Pour pouvoir combiner ces différentes exigences et pour
assurer une formation de qualité, les formateurs doivent à la
fois être des professionnels du solaire et de bons formateurs comprenant
les réalités de la population en face d'eux. L'idéal est
donc qu'ils viennent de la région ou du pays, ce qui représente
l'avantage supplémentaire d'accroître l'acceptabilité de la
technologie en évitant que le solaire soit considéré comme
la « technologie du blanc ». Les formateurs seront donc des locaux
exerçant dans le domaine de l'énergie solaire ou des
professionnels de l'électricité ayant suivi une formation
spécifique sur l'énergie solaire. L'adéquation
étant que ces formateurs soient les techniciens de la maison
solaire ayant suivi une formation poussée quant à la
maintenance et les réparations à effectuer avec des installations
solaires. Leur formation doit être donnée par des personnes
compétentes en matière d'électrification solaire
décentralisée.
Grâce à la formation adéquate, les usagers
comprennent la nécessité d'utiliser de façon optimale les
systèmes, assimilent la nécessité de la maintenance et
sont capables d'effectuer la petite maintenance, ce qui garantit en partie la
pérennité du système. Les membres des comités
locaux doivent également être correctement formés pour
s'assurer le soutien des usagers et pour qu'ils aient les capacités
d'assumer leurs responsabilités. Une attention particulière devra
être portée sur celle des techniciens de la maison du
solaire pour qu'ils puissent réellement entretenir les
systèmes avec d'éventuelles formations complémentaires
selon les évolutions et les besoins. D'autre part, leur formation - si
elle est envisagée sous l'angle d'un transfert de connaissances
techniques - comporte un avantage plus large : celui de rompre une relation de
pouvoir et de domination de l'extérieur qui maîtrise la
technologie et ainsi entrevoir une possible autonomie et durabilité dans
les programmes185. Jusqu'à présent, la technologie est
principalement maîtrisée par les acteurs étrangers et ce
n'est que timidement qu'émergent des acteurs locaux
spécialisés dans le domaine. Pour autant, ces acteurs existent et
mettre à contribution leur savoir en les faisant participer aux
formations permet d'augmenter leur crédibilité mais
également de contribuer à l'appropriation de la technologie.

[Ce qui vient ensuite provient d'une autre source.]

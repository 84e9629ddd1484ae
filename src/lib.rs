//! # Keypad expression calculator
//!
//! The engine behind a four-function calculator input surface. It accepts
//! one logical key at a time, incrementally builds a syntactically valid
//! infix expression string, derives the user-visible display value after
//! every edit, and evaluates the whole buffer on demand.
//!
//! Two entry points:
//! * [`keypad::Calculator`] - the input state machine. Feed it keys with
//! `press`, read back the expression buffer and the display string
//! * [`parse::compute`] - one-shot evaluation of an expression string,
//! for callers that do not need incremental entry
//!
//! The logical key alphabet is `0`..`9`, `.`, the operator glyphs `＋`,
//! `−`, `×`, `÷`, then `%`, `=`, `C` (clear), and `DEL` (backspace).
//! The operator glyphs are deliberately not the ASCII `+-*/` so that the
//! ASCII minus stays free to mark a negative computed result fed back into
//! the buffer. [`keypad::from_keyboard`] maps physical keyboard characters
//! (`+`, `-`, `*`, `/`, Enter, Backspace, Escape) to logical keys.
//!
//! Operators, starting from highest priority:
//! * `%` - percent, postfix unary: `50%` is `0.5`. Applies to the
//! immediately preceding operand only
//! * `×`, `÷` - multiplication, division
//! * `＋`, `−` - addition, subtraction
//!
//! Equal-priority binary operators evaluate left to right.
//!
//! Evaluation never panics and never returns a platform infinity. Division
//! by zero, operator/operand arity mismatches, and non-finite intermediate
//! results all surface as the literal display string `Err`; the empty
//! expression evaluates to `0`. Results are rounded to 12 fractional
//! digits before display, so `0.1＋0.2` shows `0.3` rather than the raw
//! binary-float tail.

#[macro_use]
extern crate pest_derive;

pub mod errors;
pub mod keypad;
pub mod parse;
pub mod stack;
pub mod value;
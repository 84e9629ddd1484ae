use pest::Parser;

use crate::errors::*;
use crate::stack::{evaluate, to_postfix, BinOp, Token};
use crate::value::{format_result, normalize, ERR_RESULT};

#[derive(Parser)]
#[grammar = "calc.pest"]
pub struct CalcParser;

/// Splits an expression buffer into numeric and operator tokens. Numeric
/// literals are parsed to `f64` right here so the later stages never deal
/// with raw text. Characters outside the keypad alphabet produce no token.
pub fn tokenize(text: &str) -> Result<Vec<Token>, CalcError> {
    let pairs = match CalcParser::parse(Rule::expr, text) {
        Ok(p) => p,
        // the grammar consumes arbitrary input, so this is defensive only
        Err(..) => return Err(CalcError::ParseFailed("invalid expression".to_string())),
    };

    let mut tokens = Vec::new();
    for pair in pairs {
        let rule = pair.as_rule();
        let val = pair.as_span().as_str();
        match rule {
            Rule::num | Rule::neg_num => {
                let n: f64 = match val.parse() {
                    Ok(n) => n,
                    Err(..) => return Err(CalcError::StrToFloat(val.to_string())),
                };
                tokens.push(Token::Num(n));
            }
            Rule::operator => match val.chars().next().and_then(BinOp::from_char) {
                Some(op) => tokens.push(Token::Op(op)),
                None => return Err(CalcError::InvalidOp(val.to_string())),
            },
            Rule::percent => tokens.push(Token::Percent),
            Rule::EOI => {}
            _ => return Err(CalcError::Unreachable),
        }
    }
    Ok(tokens)
}

/// Evaluates a whole expression string and returns the display result.
/// The empty string reads as `0`. Any tokenization or evaluation error,
/// and any non-finite value, comes back as the literal `Err` marker -
/// this function never panics and never reports a platform infinity.
pub fn compute(text: &str) -> String {
    if text.is_empty() {
        return "0".to_string();
    }

    let tokens = match tokenize(text) {
        Ok(t) => t,
        Err(..) => return ERR_RESULT.to_string(),
    };
    match evaluate(&to_postfix(tokens)) {
        Ok(v) if v.is_finite() => format_result(normalize(v)),
        _ => ERR_RESULT.to_string(),
    }
}
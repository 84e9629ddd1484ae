use std::collections::HashMap;

use lazy_static::lazy_static;

use crate::parse::compute;
use crate::stack::BinOp;
use crate::value::ERR_RESULT;

/// One logical calculator key.
#[derive(Clone, Copy, Debug, PartialEq)]
pub enum Key {
    Digit(u8),
    Point,
    Op(BinOp),
    Percent,
    Equals,
    Clear,
    Delete,
}

impl Key {
    /// Parses a logical key symbol: `"0"`..`"9"`, `"."`, `"＋"`, `"−"`,
    /// `"×"`, `"÷"`, `"%"`, `"="`, `"C"`, and `"DEL"`. Anything else is
    /// not a key.
    pub fn from_symbol(s: &str) -> Option<Key> {
        match s {
            "C" => Some(Key::Clear),
            "DEL" => Some(Key::Delete),
            "=" => Some(Key::Equals),
            "." => Some(Key::Point),
            "%" => Some(Key::Percent),
            _ => {
                let mut chars = s.chars();
                let c = chars.next()?;
                if chars.next().is_some() {
                    return None;
                }
                if let Some(d) = c.to_digit(10) {
                    return Some(Key::Digit(d as u8));
                }
                BinOp::from_char(c).map(Key::Op)
            }
        }
    }
}

lazy_static! {
    static ref KEY_MAP: HashMap<char, Key> = {
        let mut m = HashMap::new();
        for d in 0..10u8 {
            m.insert(char::from(b'0' + d), Key::Digit(d));
        }
        m.insert('.', Key::Point);
        m.insert('+', Key::Op(BinOp::Add));
        m.insert('-', Key::Op(BinOp::Sub));
        m.insert('*', Key::Op(BinOp::Mul));
        m.insert('/', Key::Op(BinOp::Div));
        m.insert('%', Key::Percent);
        m.insert('=', Key::Equals);
        m.insert('\r', Key::Equals);
        m.insert('\n', Key::Equals);
        m.insert('\u{8}', Key::Delete);
        m.insert('\u{7f}', Key::Delete);
        m.insert('\u{1b}', Key::Clear);
        m
    };
}

/// Maps a physical keyboard character to its logical key: ASCII `+`, `-`,
/// `*`, and `/` become the operator glyph keys, Enter evaluates, Backspace
/// deletes, Escape clears.
pub fn from_keyboard(c: char) -> Option<Key> {
    KEY_MAP.get(&c).copied()
}

// the longest expression suffix that forms a single operand: a digit run
// with at most one decimal point in it
fn current_operand(expr: &str) -> &str {
    let mut start = expr.len();
    let mut seen_point = false;
    for (i, c) in expr.char_indices().rev() {
        match c {
            '0'..='9' => start = i,
            '.' if !seen_point => {
                seen_point = true;
                start = i;
            }
            _ => break,
        }
    }
    &expr[start..]
}

/// Derives the user-visible value from the tail of the expression buffer.
/// A trailing operator or percent shows as that symbol alone (operator just
/// pressed, awaiting the next operand); otherwise the in-progress operand
/// shows; an empty tail falls back to the whole buffer.
pub fn tail_display(expr: &str) -> String {
    match expr.chars().last() {
        Some(c) if BinOp::from_char(c).is_some() || c == '%' => c.to_string(),
        _ => {
            let tail = current_operand(expr);
            if tail.is_empty() {
                expr.to_string()
            } else {
                tail.to_string()
            }
        }
    }
}

fn ends_with_digit(expr: &str) -> bool {
    expr.chars().last().map_or(false, |c| c.is_ascii_digit())
}

/// The input state machine: the accumulating infix expression buffer and
/// the display value derived from it. Both fields change only through
/// [`press`](Calculator::press); a rejected key leaves them untouched, so
/// every transition is atomic.
pub struct Calculator {
    expr: String,
    display: String,
}

impl Default for Calculator {
    fn default() -> Calculator {
        Calculator {
            expr: String::new(),
            display: "0".to_string(),
        }
    }
}

impl Calculator {
    pub fn new() -> Self {
        Default::default()
    }

    /// The full infix expression entered so far.
    pub fn expression(&self) -> &str {
        &self.expr
    }

    /// The value currently shown to the user.
    pub fn display(&self) -> &str {
        &self.display
    }

    /// Feeds one logical key into the state machine.
    pub fn press(&mut self, key: Key) {
        match key {
            Key::Clear => *self = Calculator::new(),
            Key::Delete => self.press_delete(),
            Key::Equals => self.press_equals(),
            Key::Point => self.press_point(),
            Key::Percent => self.press_percent(),
            Key::Op(op) => self.press_op(op),
            Key::Digit(d) => self.press_digit(d),
        }
    }

    /// Feeds a key given by its logical symbol. Unknown symbols are ignored.
    pub fn press_symbol(&mut self, symbol: &str) {
        if let Some(key) = Key::from_symbol(symbol) {
            self.press(key);
        }
    }

    fn press_delete(&mut self) {
        self.expr.pop();
        self.display = if self.expr.is_empty() {
            "0".to_string()
        } else {
            tail_display(&self.expr)
        };
    }

    fn press_equals(&mut self) {
        // an empty buffer re-evaluates the shown value, so a repeated `=`
        // keeps the previous result instead of resetting to zero
        let src = if self.expr.is_empty() {
            self.display.clone()
        } else {
            self.expr.clone()
        };
        let res = compute(&src);
        if res == ERR_RESULT {
            self.expr.clear();
        } else {
            self.expr = res.clone();
        }
        self.display = res;
    }

    fn press_point(&mut self) {
        // one decimal point per operand
        if current_operand(&self.expr).contains('.') {
            return;
        }
        if ends_with_digit(&self.expr) {
            self.expr.push('.');
        } else {
            // empty buffer or trailing operator: seed an implicit zero
            self.expr.push_str("0.");
        }
        self.display = tail_display(&self.expr);
    }

    fn press_percent(&mut self) {
        // percent must follow a completed operand
        if !ends_with_digit(&self.expr) {
            return;
        }
        self.expr.push('%');
        self.display = tail_display(&self.expr);
    }

    fn press_op(&mut self, op: BinOp) {
        if self.expr.is_empty() {
            // only subtraction may open an expression: it seeds an implicit
            // zero so a leading negative number can be entered
            if op == BinOp::Sub {
                self.expr.push_str("0−");
                self.display = "−".to_string();
            }
            return;
        }

        // the newest operator key supersedes a pending one
        if self.expr.chars().last().and_then(BinOp::from_char).is_some() {
            self.expr.pop();
        }
        // an operand left mid-decimal-entry loses its bare point
        if self.expr.ends_with('.') {
            self.expr.pop();
        }
        self.expr.push(op.symbol());
        self.display = op.symbol().to_string();
    }

    fn press_digit(&mut self, d: u8) {
        if d > 9 {
            return;
        }
        if d != 0 && self.has_lone_leading_zero() {
            self.expr.pop();
        }
        self.expr.push(char::from(b'0' + d));
        self.display = tail_display(&self.expr);
    }

    // true when the buffer ends with a zero that opens the current operand:
    // either the very first character or right after an operator
    fn has_lone_leading_zero(&self) -> bool {
        let mut it = self.expr.chars().rev();
        if it.next() != Some('0') {
            return false;
        }
        match it.next() {
            None => true,
            Some(p) => BinOp::from_char(p).is_some(),
        }
    }
}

185 Serpa & Zilles op.cit., 78-87
Condition n°8
Les (futurs) utilisateurs doivent avoir une sensibilisation et
une formation adaptées et de qualité afin qu'ils assimilent les
possibilités et les limites des systèmes, qu'ils s'approprient la
technologie et acquièrent les connaissances suffisantes quant à
la petite maintenance qu'ils doivent effectuer.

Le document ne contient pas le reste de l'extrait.